Orphelin de père dès ses premières heures, puis de mère quelques années plus tard, le chanoine de Saint-Benoît-le-Bétourné le prend sous son aile et tente, tant bien que mal, de lui donner une éducation. Las! Le jeune Villon préfère l’hypocras qui coule à flot dans les tavernes plutôt que s cours que lui prodigue d’éminents professeurs, fuyant l’école, comme le fait le mauvais enfant.

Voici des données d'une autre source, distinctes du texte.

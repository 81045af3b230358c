use std::{
    env,
    ffi::OsString,
    path::PathBuf,
    process::{Child, Command},
};

use log::{error, info};

use super::{MASTER_ADDR_ENV, RANK_ENV, WORLD_SIZE_ENV};
use crate::TrainingError;

/// Program and arguments each spawned worker runs.
#[derive(Debug, Clone)]
pub struct WorkerCommand {
    pub program: PathBuf,
    pub args: Vec<OsString>,
    pub master_addr: String,
}

impl WorkerCommand {
    /// Re-runs the current executable with `args`.
    pub fn current_exe(args: Vec<OsString>, master_addr: impl Into<String>) -> Result<Self, TrainingError> {
        let program = env::current_exe().map_err(|err| {
            TrainingError::coordination(format!("cannot locate current executable: {err}"))
        })?;
        Ok(Self {
            program,
            args,
            master_addr: master_addr.into(),
        })
    }
}

/// Spawns `world_size` local workers and waits for all of them.
///
/// Each child receives its rank, the world size and the leader address
/// through the environment. Fails if any worker exits unsuccessfully.
pub fn launch_local_workers(world_size: usize, command: &WorkerCommand) -> Result<(), TrainingError> {
    if world_size == 0 {
        return Err(TrainingError::coordination("cannot launch zero workers"));
    }
    info!(
        "launching {world_size} workers, leader at {}",
        command.master_addr
    );

    let mut children: Vec<Child> = Vec::with_capacity(world_size);
    for rank in 0..world_size {
        let spawned = Command::new(&command.program)
            .args(&command.args)
            .env(RANK_ENV, rank.to_string())
            .env(WORLD_SIZE_ENV, world_size.to_string())
            .env(MASTER_ADDR_ENV, &command.master_addr)
            .spawn();
        match spawned {
            Ok(child) => children.push(child),
            Err(err) => {
                for mut child in children {
                    let _ = child.kill();
                    let _ = child.wait();
                }
                return Err(TrainingError::coordination(format!(
                    "spawn worker {rank}: {err}"
                )));
            }
        }
    }

    let mut failed = Vec::new();
    for (rank, mut child) in children.into_iter().enumerate() {
        match child.wait() {
            Ok(status) if status.success() => {}
            Ok(status) => {
                error!("worker {rank} exited with {status}");
                failed.push(rank);
            }
            Err(err) => {
                error!("worker {rank} could not be awaited: {err}");
                failed.push(rank);
            }
        }
    }

    if failed.is_empty() {
        Ok(())
    } else {
        Err(TrainingError::coordination(format!(
            "workers {failed:?} did not finish successfully"
        )))
    }
}
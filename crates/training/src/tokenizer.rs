use std::{
    collections::{BTreeMap, HashMap},
    path::Path,
    str::FromStr,
};

use serde_json::json;
use tokenizers::{AddedToken, Tokenizer};

use crate::{config::TokenizerConfig, TrainingError};

const UNK_TOKEN: &str = "<unk>";

/// Text to ids and back, plus the special ids the trainer relies on.
pub trait TextCodec: Send + Sync {
    /// Encodes without special tokens, truncated to `max_len` ids.
    fn encode(&self, text: &str, max_len: usize) -> Result<Vec<u32>, TrainingError>;

    /// Decodes, dropping special and control tokens.
    fn decode(&self, ids: &[u32]) -> Result<String, TrainingError>;

    fn vocab_size(&self) -> usize;

    fn pad_id(&self) -> u32;

    fn eos_id(&self) -> u32;

    fn decoder_start_id(&self) -> u32;

    /// Adds control tokens (e.g. target-language markers) as special tokens.
    fn register_control_tokens(&mut self, tokens: &[String]) -> Result<(), TrainingError>;

    fn control_token_id(&self, token: &str) -> Option<u32>;
}

/// Target-language marker, `<2hi>` for `hi`.
pub fn language_token(lang: &str) -> String {
    format!("<2{lang}>")
}

/// [`TextCodec`] over a HuggingFace tokenizer.
#[derive(Clone)]
pub struct HfTokenizer {
    inner: Tokenizer,
    pad_id: u32,
    eos_id: u32,
    decoder_start_id: u32,
    control: HashMap<String, u32>,
}

impl HfTokenizer {
    pub fn from_file(path: &Path, config: &TokenizerConfig) -> Result<Self, TrainingError> {
        let inner = Tokenizer::from_file(path).map_err(|err| {
            TrainingError::initialization(format!(
                "failed to load tokenizer from {}: {err}",
                path.display()
            ))
        })?;
        Self::from_tokenizer(inner, config)
    }

    pub fn from_json_str(json: &str, config: &TokenizerConfig) -> Result<Self, TrainingError> {
        let inner = Tokenizer::from_str(json).map_err(|err| {
            TrainingError::initialization(format!("failed to parse tokenizer json: {err}"))
        })?;
        Self::from_tokenizer(inner, config)
    }

    /// Whitespace word-level tokenizer over the `max_words` most frequent
    /// words of `lines`; used when no tokenizer file is configured.
    pub fn word_level<'a, I>(
        lines: I,
        max_words: usize,
        config: &TokenizerConfig,
    ) -> Result<Self, TrainingError>
    where
        I: IntoIterator<Item = &'a str>,
    {
        let mut counts: HashMap<&str, usize> = HashMap::new();
        for line in lines {
            for word in line.split_whitespace() {
                *counts.entry(word).or_default() += 1;
            }
        }
        let mut words: Vec<(&str, usize)> = counts.into_iter().collect();
        words.sort_by(|a, b| b.1.cmp(&a.1).then_with(|| a.0.cmp(b.0)));

        let specials = [
            config.pad_token.as_str(),
            config.eos_token.as_str(),
            config.decoder_start_token.as_str(),
            UNK_TOKEN,
        ];
        let mut vocab: BTreeMap<String, u32> = BTreeMap::new();
        let mut added_tokens = Vec::new();
        for token in specials {
            if vocab.contains_key(token) {
                continue;
            }
            let id = vocab.len() as u32;
            vocab.insert(token.to_string(), id);
            added_tokens.push(json!({
                "id": id,
                "content": token,
                "single_word": false,
                "lstrip": false,
                "rstrip": false,
                "normalized": false,
                "special": true,
            }));
        }
        for (word, _) in words.into_iter().take(max_words) {
            if !vocab.contains_key(word) {
                let id = vocab.len() as u32;
                vocab.insert(word.to_string(), id);
            }
        }

        let document = json!({
            "version": "1.0",
            "truncation": null,
            "padding": null,
            "added_tokens": added_tokens,
            "normalizer": null,
            "pre_tokenizer": { "type": "WhitespaceSplit" },
            "post_processor": null,
            "decoder": null,
            "model": {
                "type": "WordLevel",
                "vocab": vocab,
                "unk_token": UNK_TOKEN,
            },
        });
        Self::from_json_str(&document.to_string(), config)
    }

    fn from_tokenizer(inner: Tokenizer, config: &TokenizerConfig) -> Result<Self, TrainingError> {
        let lookup = |token: &str| {
            inner.token_to_id(token).ok_or_else(|| {
                TrainingError::initialization(format!("tokenizer has no id for '{token}'"))
            })
        };
        let pad_id = lookup(&config.pad_token)?;
        let eos_id = lookup(&config.eos_token)?;
        let decoder_start_id = lookup(&config.decoder_start_token)?;
        Ok(Self {
            inner,
            pad_id,
            eos_id,
            decoder_start_id,
            control: HashMap::new(),
        })
    }

    pub fn save(&self, path: &Path) -> Result<(), TrainingError> {
        self.inner.save(path, true).map_err(|err| {
            TrainingError::runtime(format!("failed to save tokenizer to {}: {err}", path.display()))
        })
    }
}

impl TextCodec for HfTokenizer {
    fn encode(&self, text: &str, max_len: usize) -> Result<Vec<u32>, TrainingError> {
        let encoding = self
            .inner
            .encode(text, false)
            .map_err(|err| TrainingError::runtime(format!("tokenization failed: {err}")))?;
        let mut ids = encoding.get_ids().to_vec();
        ids.truncate(max_len);
        Ok(ids)
    }

    fn decode(&self, ids: &[u32]) -> Result<String, TrainingError> {
        self.inner
            .decode(ids, true)
            .map_err(|err| TrainingError::runtime(format!("detokenization failed: {err}")))
    }

    /// One past the largest id, added tokens included.
    fn vocab_size(&self) -> usize {
        self.inner
            .get_vocab(true)
            .values()
            .max()
            .map_or(0, |id| *id as usize + 1)
    }

    fn pad_id(&self) -> u32 {
        self.pad_id
    }

    fn eos_id(&self) -> u32 {
        self.eos_id
    }

    fn decoder_start_id(&self) -> u32 {
        self.decoder_start_id
    }

    fn register_control_tokens(&mut self, tokens: &[String]) -> Result<(), TrainingError> {
        let added: Vec<AddedToken> = tokens
            .iter()
            .map(|token| AddedToken::from(token.clone(), true))
            .collect();
        self.inner.add_special_tokens(&added);
        for token in tokens {
            let id = self.inner.token_to_id(token).ok_or_else(|| {
                TrainingError::initialization(format!("control token '{token}' was not registered"))
            })?;
            self.control.insert(token.clone(), id);
        }
        Ok(())
    }

    fn control_token_id(&self, token: &str) -> Option<u32> {
        self.control.get(token).copied()
    }
}

#[cfg(test)]
mod tests {
    use super::*;

    fn codec() -> HfTokenizer {
        let lines = ["the cat sat", "the dog sat down"];
        HfTokenizer::word_level(lines, 100, &TokenizerConfig::default()).unwrap()
    }

    #[test]
    fn word_level_round_trips_known_words() {
        let codec = codec();
        let ids = codec.encode("the dog sat", 16).unwrap();
        assert_eq!(ids.len(), 3);
        assert_eq!(codec.decode(&ids).unwrap(), "the dog sat");
        assert_eq!(codec.pad_id(), 0);
        assert_ne!(codec.eos_id(), codec.decoder_start_id());
    }

    #[test]
    fn encode_truncates() {
        let codec = codec();
        assert_eq!(codec.encode("the cat sat down", 2).unwrap().len(), 2);
    }

    #[test]
    fn control_tokens_are_special() {
        let mut codec = codec();
        let before = codec.vocab_size();
        codec
            .register_control_tokens(&[language_token("hi")])
            .unwrap();
        let id = codec.control_token_id("<2hi>").unwrap();
        assert_eq!(codec.vocab_size(), before + 1);
        let cat = codec.encode("cat", 4).unwrap()[0];
        assert_eq!(codec.decode(&[id, cat, codec.eos_id()]).unwrap(), "cat");
    }
}
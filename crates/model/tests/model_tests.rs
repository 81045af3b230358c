use anyhow::Result;
use candle_core::{DType, Device, Tensor};
use model::{greedy_decode, GenerationConfig, Model, ModelConfig, Seq2SeqInputs, Seq2SeqModel};

fn build_config() -> ModelConfig {
    let mut config = ModelConfig::new(16, 8, 3);
    config.seed = 7;
    config
}

fn inputs() -> Result<(Tensor, Tensor, Tensor)> {
    let device = Device::Cpu;
    let input_ids = Tensor::from_slice(&[3u32, 4, 5, 0, 6, 7, 8, 9], (2, 4), &device)?;
    let mask = Tensor::from_slice(&[1u32, 1, 1, 0, 1, 1, 1, 1], (2, 4), &device)?;
    let decoder = Tensor::from_slice(&[1u32, 3, 4, 1, 6, 7], (2, 3), &device)?;
    Ok((input_ids, mask, decoder))
}

#[test]
fn forward_produces_logits() -> Result<()> {
    let model = Model::new(build_config())?;
    let (input_ids, attention_mask, decoder_input_ids) = inputs()?;

    let output = model.forward(&Seq2SeqInputs {
        input_ids: &input_ids,
        attention_mask: &attention_mask,
        decoder_input_ids: &decoder_input_ids,
    })?;

    assert_eq!(output.logits.dims(), &[2, 3, 16]);
    assert_eq!(output.logits.dtype(), DType::F32);
    assert_eq!(output.hidden_states.len(), 3);
    assert_eq!(output.cross_attentions[0].dims(), &[2, 3, 4]);
    assert!(output.auxiliary_logits.is_empty());
    assert!(output.domain_logits.is_none());
    assert!(output.moe_loss.is_none());
    assert!(output.temperature.is_none());
    Ok(())
}

#[test]
fn padding_receives_no_attention() -> Result<()> {
    let model = Model::new(build_config())?;
    let (input_ids, attention_mask, decoder_input_ids) = inputs()?;

    let output = model.forward(&Seq2SeqInputs {
        input_ids: &input_ids,
        attention_mask: &attention_mask,
        decoder_input_ids: &decoder_input_ids,
    })?;

    let attention = output.cross_attentions[2].to_vec3::<f32>()?;
    for row in &attention[0] {
        assert!(row[3] < 1e-6);
        let total: f32 = row.iter().sum();
        assert!((total - 1.0).abs() < 1e-5);
    }
    Ok(())
}

#[test]
fn optional_heads_are_reported() -> Result<()> {
    let mut config = build_config();
    config.auxiliary_layers = vec![0, 1];
    config.num_domains = 3;
    config.num_experts = 2;
    config.learn_temperature = true;
    let model = Model::new(config)?;
    let (input_ids, attention_mask, decoder_input_ids) = inputs()?;

    let output = model.forward(&Seq2SeqInputs {
        input_ids: &input_ids,
        attention_mask: &attention_mask,
        decoder_input_ids: &decoder_input_ids,
    })?;

    assert_eq!(output.auxiliary_logits.len(), 2);
    assert_eq!(output.domain_logits.as_ref().map(|t| t.dims().to_vec()), Some(vec![2, 3]));
    let balance = output.moe_loss.expect("moe loss").to_vec0::<f32>()?;
    assert!(balance >= 1.0 - 1e-5);
    let temperature = output.temperature.expect("temperature").to_vec0::<f32>()?;
    assert!((temperature - 1.0).abs() < 1e-6);
    assert!(model
        .named_parameters()
        .iter()
        .any(|(name, _)| name == "log_temperature"));
    Ok(())
}

#[test]
fn learned_temperature_stays_positive() -> Result<()> {
    let mut config = build_config();
    config.learn_temperature = true;
    config.softmax_temperature = 2.0;
    let model = Model::new(config)?;
    let (_, log_t) = model
        .named_parameters()
        .into_iter()
        .find(|(name, _)| name == "log_temperature")
        .expect("log temperature");
    let (input_ids, attention_mask, decoder_input_ids) = inputs()?;

    for (value, expected) in [(-50.0f32, 2.0 * (-50.0f32).exp()), (0.5, 2.0 * 0.5f32.exp())] {
        log_t.set(&Tensor::new(&[value], log_t.device())?)?;
        let output = model.forward(&Seq2SeqInputs {
            input_ids: &input_ids,
            attention_mask: &attention_mask,
            decoder_input_ids: &decoder_input_ids,
        })?;
        let temperature = output.temperature.expect("temperature").to_vec0::<f32>()?;
        assert!(temperature > 0.0);
        assert!((temperature - expected).abs() <= expected * 1e-5);
    }
    Ok(())
}

#[test]
fn same_seed_builds_identical_replicas() -> Result<()> {
    let left = Model::new(build_config())?;
    let right = Model::new(build_config())?;
    for ((name_l, var_l), (name_r, var_r)) in left
        .named_parameters()
        .into_iter()
        .zip(right.named_parameters())
    {
        assert_eq!(name_l, name_r);
        let l = var_l.as_tensor().flatten_all()?.to_vec1::<f32>()?;
        let r = var_r.as_tensor().flatten_all()?.to_vec1::<f32>()?;
        assert_eq!(l, r);
    }
    Ok(())
}

#[test]
fn greedy_decode_respects_length_bounds() -> Result<()> {
    let model = Model::new(build_config())?;
    model.set_training(false);
    let (input_ids, attention_mask, _) = inputs()?;
    let config = GenerationConfig {
        decoder_start_id: 1,
        eos_id: 2,
        pad_id: 0,
        max_length: 5,
        min_length: 2,
    };

    let decoded = greedy_decode(&model, &input_ids, &attention_mask, &config)?;

    assert_eq!(decoded.len(), 2);
    for sequence in decoded {
        assert!(sequence.len() >= 2);
        assert!(sequence.len() <= 5);
        assert!(!sequence.contains(&2));
    }
    Ok(())
}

Ce premier opus est une invitation à lire le roman et, surtout, à découvrir (ou redécouvrir) les vers de Villon dont Jean Teulé a écrit un portrait si saisissant, en inscrivant dans les zones d’ombre de la vie de Villon des inventions brillantes sortie de son esprit fertile ou de la légende du poëte-brigand qui ravi nobles et gueux de ses lais et ballades. Entre histoire, fiction et légende, Luigi Critone et jean Teulé nous entraîne à côtoyer un homme dont l’œuvre fit souffler un vent de fraîcheur sur la poésie médiévale. Un premier tome brillant, sombre, beau et violent, comme l’est un poème de Villon…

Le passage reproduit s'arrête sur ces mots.